ABOUT THIS EXERCISE | All lines in the records below that hold "collection" are to be shown.

[Saved data entries]
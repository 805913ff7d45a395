//! Minimal update computation.
//!
//! For every changed path (minus paths covered by a changed ancestor) the
//! current and original values are compared in wire form:
//!
//! | current            | original | result                    |
//! |--------------------|----------|---------------------------|
//! | present            | absent   | `$set`                    |
//! | absent             | present  | `$unset: {path: ""}`      |
//! | present            | present  | `$set` unless wire-equal  |
//!
//! Null on a non-nullable field counts as absent.

use bson::{Bson, Document, doc};
use tracing::trace;

use crate::{
    document::{Model, lookup_path},
    error::OdmResult,
};

/// A `$set`/`$unset` pair keyed by dotted wire paths.
#[derive(Debug, Clone, Default, PartialEq)]
pub struct Delta {
    set: Document,
    unset: Document,
}

impl Delta {
    pub fn is_empty(&self) -> bool {
        self.set.is_empty() && self.unset.is_empty()
    }

    pub fn set(&self) -> &Document {
        &self.set
    }

    pub fn unset(&self) -> &Document {
        &self.unset
    }

    /// The update document: `{"$set": ..., "$unset": ...}`, omitting empty parts.
    pub fn to_update_document(&self) -> Document {
        let mut update = Document::new();

        if !self.set.is_empty() {
            update.insert("$set", self.set.clone());
        }

        if !self.unset.is_empty() {
            update.insert("$unset", self.unset.clone());
        }

        update
    }
}

pub(crate) fn compute(model: &Model) -> OdmResult<Delta> {
    let schema = model.schema();
    let registry = model.registry();
    let state = model.state();
    let mut delta = Delta::default();

    for path in state.effective_changes() {
        let resolved = schema.resolve_path(registry, path)?;
        let spec = resolved.spec;

        let current = lookup_path(state.current(), path).filter(|v| !spec.is_effectively_absent(v));
        let original = lookup_path(state.original(), path).filter(|v| !spec.is_effectively_absent(v));

        match (current, original) {
            (None, None) => {
                trace!(path, "Absent before and after, skipping");
            }
            (None, Some(_)) => {
                trace!(path, "Removed");
                delta.unset.insert(resolved.wire_path, "");
            }
            (Some(current), original) => {
                let wire = spec.encode(current, path, registry)?;

                if !state.is_new() {
                    if let Some(original) = original {
                        if spec.encode(original, path, registry).ok().as_ref() == Some(&wire) {
                            trace!(path, "Unchanged in wire form, skipping");
                            continue;
                        }
                    }
                }

                trace!(path, "Changed");
                delta.set.insert(resolved.wire_path, wire);
            }
        }
    }

    Ok(delta)
}

/// Combines an identity filter with an optional condition filter.
pub(crate) fn and_filters(base: Document, extra: Document) -> Document {
    if extra.is_empty() {
        return base;
    }

    if extra.keys().all(|key| !base.contains_key(key)) {
        let mut merged = base;
        for (key, value) in extra {
            merged.insert(key, value);
        }
        return merged;
    }

    doc! { "$and": [Bson::Document(base), Bson::Document(extra)] }
}
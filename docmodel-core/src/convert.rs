//! Conversion between native [`Value`]s and BSON wire values.
//!
//! Conversion is driven entirely by the [`FieldSpec`]: the same native value may
//! encode differently depending on the field it is assigned to (an integral
//! float stored in an int field, a hex string stored in an ObjectId field).

use bson::{Bson, Document, Uuid, doc, oid::ObjectId, spec::BinarySubtype};

use crate::{
    error::ValidationError,
    field::{FieldKind, FieldSpec, ReferenceMode, ScalarType},
    schema::{Schema, SchemaRegistry, Strictness},
    value::{Fields, LazyReference, ReferenceHandle, Value},
};

impl FieldSpec {
    /// Validates `value` completely and converts it to its wire form.
    ///
    /// # Errors
    ///
    /// Returns every validation failure found in `value`, keyed by path.
    pub fn to_wire(&self, value: &Value, registry: &SchemaRegistry) -> Result<Bson, ValidationError> {
        self.validate(value, registry)?;
        self.encode(value, self.name(), registry)
    }

    /// Converts a wire value to its native form.
    ///
    /// Conversion is strict: malformed data is an error. Tolerance for
    /// malformed stored data is applied by the document loader.
    pub fn from_wire(&self, wire: &Bson, registry: &SchemaRegistry) -> Result<Value, ValidationError> {
        self.decode(wire, self.name(), registry)
    }

    /// Converts `value` by type only, skipping constraint checks.
    ///
    /// Used for query and update operands, which may legitimately fall outside
    /// a field's allowed range.
    pub fn coerce(&self, value: &Value, registry: &SchemaRegistry) -> Result<Bson, ValidationError> {
        self.encode(value, self.name(), registry)
    }

    pub(crate) fn encode(
        &self,
        value: &Value,
        path: &str,
        registry: &SchemaRegistry,
    ) -> Result<Bson, ValidationError> {
        match (self.kind(), value) {
            (_, Value::Null) => Ok(Bson::Null),
            (FieldKind::Dynamic, value) => Ok(value.to_untyped_bson()),
            (_, Value::Dynamic(raw)) => Ok(raw.clone()),
            (FieldKind::Scalar(scalar), value) => {
                encode_scalar(*scalar, value).map_err(|reason| ValidationError::single(path, reason))
            }
            (FieldKind::Embedded { schema }, Value::Embedded(fields)) => {
                let schema = registry
                    .get(schema)
                    .map_err(|err| ValidationError::single(path, err.to_string()))?;

                encode_fields(schema, fields, path, registry).map(Bson::Document)
            }
            (FieldKind::List { element }, Value::List(items)) => {
                let mut errors = ValidationError::new();
                let mut encoded = Vec::with_capacity(items.len());

                for (index, item) in items.iter().enumerate() {
                    match element.encode(item, &join_path(path, &index.to_string()), registry) {
                        Ok(wire) => encoded.push(wire),
                        Err(err) => errors.merge(err),
                    }
                }

                errors.into_result().map(|_| Bson::Array(encoded))
            }
            (FieldKind::Map { element }, Value::Map(entries)) => {
                let mut errors = ValidationError::new();
                let mut encoded = Document::new();

                for (key, item) in entries {
                    match element.encode(item, &join_path(path, key), registry) {
                        Ok(wire) => {
                            encoded.insert(key.clone(), wire);
                        }
                        Err(err) => errors.merge(err),
                    }
                }

                errors.into_result().map(|_| Bson::Document(encoded))
            }
            (FieldKind::Reference { target, .. }, value) => encode_reference(target, value, registry)
                .map_err(|reason| ValidationError::single(path, reason)),
            (kind, value) => Err(ValidationError::single(
                path,
                mismatch(&kind.describe(), value.kind_name()),
            )),
        }
    }

    pub(crate) fn decode(
        &self,
        wire: &Bson,
        path: &str,
        registry: &SchemaRegistry,
    ) -> Result<Value, ValidationError> {
        match (self.kind(), wire) {
            (_, Bson::Null) => Ok(Value::Null),
            (FieldKind::Dynamic, wire) => Ok(Value::Dynamic(wire.clone())),
            (FieldKind::Scalar(scalar), wire) => {
                decode_scalar(*scalar, wire).map_err(|reason| ValidationError::single(path, reason))
            }
            (FieldKind::Embedded { schema }, Bson::Document(document)) => {
                let schema = registry
                    .get(schema)
                    .map_err(|err| ValidationError::single(path, err.to_string()))?;

                decode_fields(schema, document, path, registry).map(Value::Embedded)
            }
            (FieldKind::List { element }, Bson::Array(items)) => {
                let mut errors = ValidationError::new();
                let mut decoded = Vec::with_capacity(items.len());

                for (index, item) in items.iter().enumerate() {
                    match element.decode(item, &join_path(path, &index.to_string()), registry) {
                        Ok(value) => decoded.push(value),
                        Err(err) => errors.merge(err),
                    }
                }

                errors.into_result().map(|_| Value::List(decoded))
            }
            (FieldKind::Map { element }, Bson::Document(document)) => {
                let mut errors = ValidationError::new();
                let mut decoded = Fields::new();

                for (key, item) in document {
                    match element.decode(item, &join_path(path, key), registry) {
                        Ok(value) => {
                            decoded.insert(key.clone(), value);
                        }
                        Err(err) => errors.merge(err),
                    }
                }

                errors.into_result().map(|_| Value::Map(decoded))
            }
            (FieldKind::Reference { target, mode }, wire) => decode_reference(target, *mode, wire)
                .map_err(|reason| ValidationError::single(path, reason)),
            (kind, wire) => Err(ValidationError::single(
                path,
                mismatch(&kind.describe(), &wire_kind(wire)),
            )),
        }
    }
}

/// Encodes the attributes of an embedded object or document, keyed by wire name.
///
/// Attributes the schema does not declare are kept in untyped form unless the
/// schema is strict.
pub(crate) fn encode_fields(
    schema: &Schema,
    fields: &Fields,
    path: &str,
    registry: &SchemaRegistry,
) -> Result<Document, ValidationError> {
    let mut errors = ValidationError::new();
    let mut document = Document::new();

    for spec in schema.fields() {
        let Some(value) = fields.get(spec.name()) else {
            continue;
        };

        if spec.is_effectively_absent(value) {
            continue;
        }

        match spec.encode(value, &join_path(path, spec.name()), registry) {
            Ok(wire) => {
                document.insert(spec.wire_key(), wire);
            }
            Err(err) => errors.merge(err),
        }
    }

    for (name, value) in fields {
        if schema.field(name).is_some() {
            continue;
        }

        if schema.strictness() == Strictness::Strict {
            errors.add(join_path(path, name), "Unknown field");
        } else {
            document.insert(name.clone(), value.to_untyped_bson());
        }
    }

    errors.into_result().map(|_| document)
}

pub(crate) fn decode_fields(
    schema: &Schema,
    document: &Document,
    path: &str,
    registry: &SchemaRegistry,
) -> Result<Fields, ValidationError> {
    let mut errors = ValidationError::new();
    let mut fields = Fields::new();

    for (wire_name, wire) in document {
        match schema.field_by_wire(wire_name) {
            Some(spec) => match spec.decode(wire, &join_path(path, spec.name()), registry) {
                Ok(value) => {
                    fields.insert(spec.name().to_owned(), value);
                }
                Err(err) => errors.merge(err),
            },
            None if schema.strictness() == Strictness::Strict => {
                errors.add(join_path(path, wire_name), "Unknown field");
            }
            None => {
                fields.insert(wire_name.clone(), Value::Dynamic(wire.clone()));
            }
        }
    }

    errors.into_result().map(|_| fields)
}

fn encode_scalar(scalar: ScalarType, value: &Value) -> Result<Bson, String> {
    match (scalar, value) {
        (ScalarType::String | ScalarType::Email | ScalarType::Url, Value::String(s)) => {
            Ok(Bson::String(s.clone()))
        }
        (ScalarType::Int, Value::Int(i)) => Ok(int_bson(*i)),
        (ScalarType::Int, Value::Float(f))
            if f.is_finite() && f.fract() == 0.0 && f.abs() < i64::MAX as f64 =>
        {
            Ok(int_bson(*f as i64))
        }
        (ScalarType::Float, Value::Float(f)) => Ok(Bson::Double(*f)),
        (ScalarType::Float, Value::Int(i)) => Ok(Bson::Double(*i as f64)),
        (ScalarType::Bool, Value::Bool(b)) => Ok(Bson::Boolean(*b)),
        (ScalarType::DateTime, Value::DateTime(dt)) => {
            Ok(Bson::DateTime(bson::DateTime::from_chrono(*dt)))
        }
        (ScalarType::ObjectId, Value::ObjectId(oid)) => Ok(Bson::ObjectId(*oid)),
        (ScalarType::ObjectId, Value::String(s)) => ObjectId::parse_str(s)
            .map(Bson::ObjectId)
            .map_err(|_| format!("'{s}' is not a valid ObjectId")),
        (ScalarType::Uuid, Value::Uuid(uuid)) => Ok(Bson::from(*uuid)),
        (ScalarType::Uuid, Value::String(s)) => Uuid::parse_str(s)
            .map(Bson::from)
            .map_err(|_| format!("'{s}' is not a valid UUID")),
        (ScalarType::Binary, Value::Binary(bytes)) => Ok(Bson::Binary(bson::Binary {
            subtype: BinarySubtype::Generic,
            bytes: bytes.clone(),
        })),
        (ScalarType::Point, Value::List(items)) => {
            let (x, y) = point_coordinates(items)?;
            Ok(Bson::Document(doc! { "type": "Point", "coordinates": [x, y] }))
        }
        (scalar, value) => Err(mismatch(scalar.name(), value.kind_name())),
    }
}

fn decode_scalar(scalar: ScalarType, wire: &Bson) -> Result<Value, String> {
    match (scalar, wire) {
        (ScalarType::String | ScalarType::Email | ScalarType::Url, Bson::String(s)) => {
            Ok(Value::String(s.clone()))
        }
        (ScalarType::Int, Bson::Int32(i)) => Ok(Value::Int(i64::from(*i))),
        (ScalarType::Int, Bson::Int64(i)) => Ok(Value::Int(*i)),
        (ScalarType::Int, Bson::Double(f)) if f.fract() == 0.0 => Ok(Value::Int(*f as i64)),
        (ScalarType::Float, Bson::Double(f)) => Ok(Value::Float(*f)),
        (ScalarType::Float, Bson::Int32(i)) => Ok(Value::Float(f64::from(*i))),
        (ScalarType::Float, Bson::Int64(i)) => Ok(Value::Float(*i as f64)),
        (ScalarType::Bool, Bson::Boolean(b)) => Ok(Value::Bool(*b)),
        (ScalarType::DateTime, Bson::DateTime(dt)) => Ok(Value::DateTime(dt.to_chrono())),
        (ScalarType::ObjectId, Bson::ObjectId(oid)) => Ok(Value::ObjectId(*oid)),
        (ScalarType::Uuid, Bson::Binary(binary)) => binary
            .to_uuid()
            .map(Value::Uuid)
            .map_err(|err| format!("Invalid UUID: {err}")),
        (ScalarType::Binary, Bson::Binary(binary)) => Ok(Value::Binary(binary.bytes.clone())),
        (ScalarType::Point, Bson::Document(geo)) => {
            let coordinates = geo
                .get_array("coordinates")
                .map_err(|_| "GeoJSON point without coordinates".to_owned())?;

            decode_coordinates(coordinates)
        }
        (ScalarType::Point, Bson::Array(coordinates)) => decode_coordinates(coordinates),
        (scalar, wire) => Err(mismatch(scalar.name(), &wire_kind(wire))),
    }
}

fn encode_reference(target: &str, value: &Value, registry: &SchemaRegistry) -> Result<Bson, String> {
    let schema = registry.get(target).map_err(|err| err.to_string())?;
    let collection = schema.collection().unwrap_or(target);

    let id = match value {
        Value::Reference(handle) => handle
            .id()
            .ok_or_else(|| "Referenced document has no primary key".to_owned())?,
        Value::ObjectId(_) | Value::String(_) | Value::Int(_) | Value::Uuid(_) => match schema.primary_key() {
            Some(pk) => pk
                .encode(value, pk.name(), registry)
                .map_err(|err| err.to_string())?,
            None => value.to_untyped_bson(),
        },
        other => return Err(mismatch(&format!("reference to {target}"), other.kind_name())),
    };

    Ok(Bson::Document(doc! { "$ref": collection, "$id": id }))
}

fn decode_reference(target: &str, mode: ReferenceMode, wire: &Bson) -> Result<Value, String> {
    let id = match wire {
        Bson::Document(dbref) => dbref
            .get("$id")
            .cloned()
            .ok_or_else(|| "Expected a reference, found a document without $id".to_owned())?,
        Bson::Array(_) => return Err(mismatch(&format!("reference to {target}"), "array")),
        bare => bare.clone(),
    };

    let handle = match mode {
        ReferenceMode::Batched => ReferenceHandle::unresolved(target, id),
        ReferenceMode::Lazy => ReferenceHandle::Lazy(LazyReference::new(target, id)),
    };

    Ok(Value::Reference(handle))
}

pub(crate) fn point_coordinates(items: &[Value]) -> Result<(f64, f64), String> {
    match items {
        [x, y] => match (x.as_f64(), y.as_f64()) {
            (Some(x), Some(y)) => Ok((x, y)),
            _ => Err("Point coordinates must be numbers".to_owned()),
        },
        _ => Err("Point must have exactly two coordinates".to_owned()),
    }
}

fn decode_coordinates(coordinates: &[Bson]) -> Result<Value, String> {
    let numbers = coordinates
        .iter()
        .map(|c| match c {
            Bson::Double(f) => Ok(*f),
            Bson::Int32(i) => Ok(f64::from(*i)),
            Bson::Int64(i) => Ok(*i as f64),
            _ => Err("Point coordinates must be numbers".to_owned()),
        })
        .collect::<Result<Vec<_>, _>>()?;

    match numbers.as_slice() {
        [x, y] => Ok(Value::List(vec![Value::Float(*x), Value::Float(*y)])),
        _ => Err("Point must have exactly two coordinates".to_owned()),
    }
}

fn int_bson(value: i64) -> Bson {
    match i32::try_from(value) {
        Ok(small) => Bson::Int32(small),
        Err(_) => Bson::Int64(value),
    }
}

fn wire_kind(wire: &Bson) -> String {
    format!("{:?}", wire.element_type())
}

pub(crate) fn mismatch(expected: &str, found: &str) -> String {
    format!("Expected {expected}, got {found}")
}

/// Joins a parent path and a segment with a dot.
pub(crate) fn join_path(prefix: &str, segment: &str) -> String {
    if prefix.is_empty() {
        segment.to_owned()
    } else {
        format!("{prefix}.{segment}")
    }
}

ANSWER TO THE PROBLEM |
    let collection = schema.collection().unwrap_or(target);
    Ok(Bson::Document(doc! { "$ref": collection, "$id": id }))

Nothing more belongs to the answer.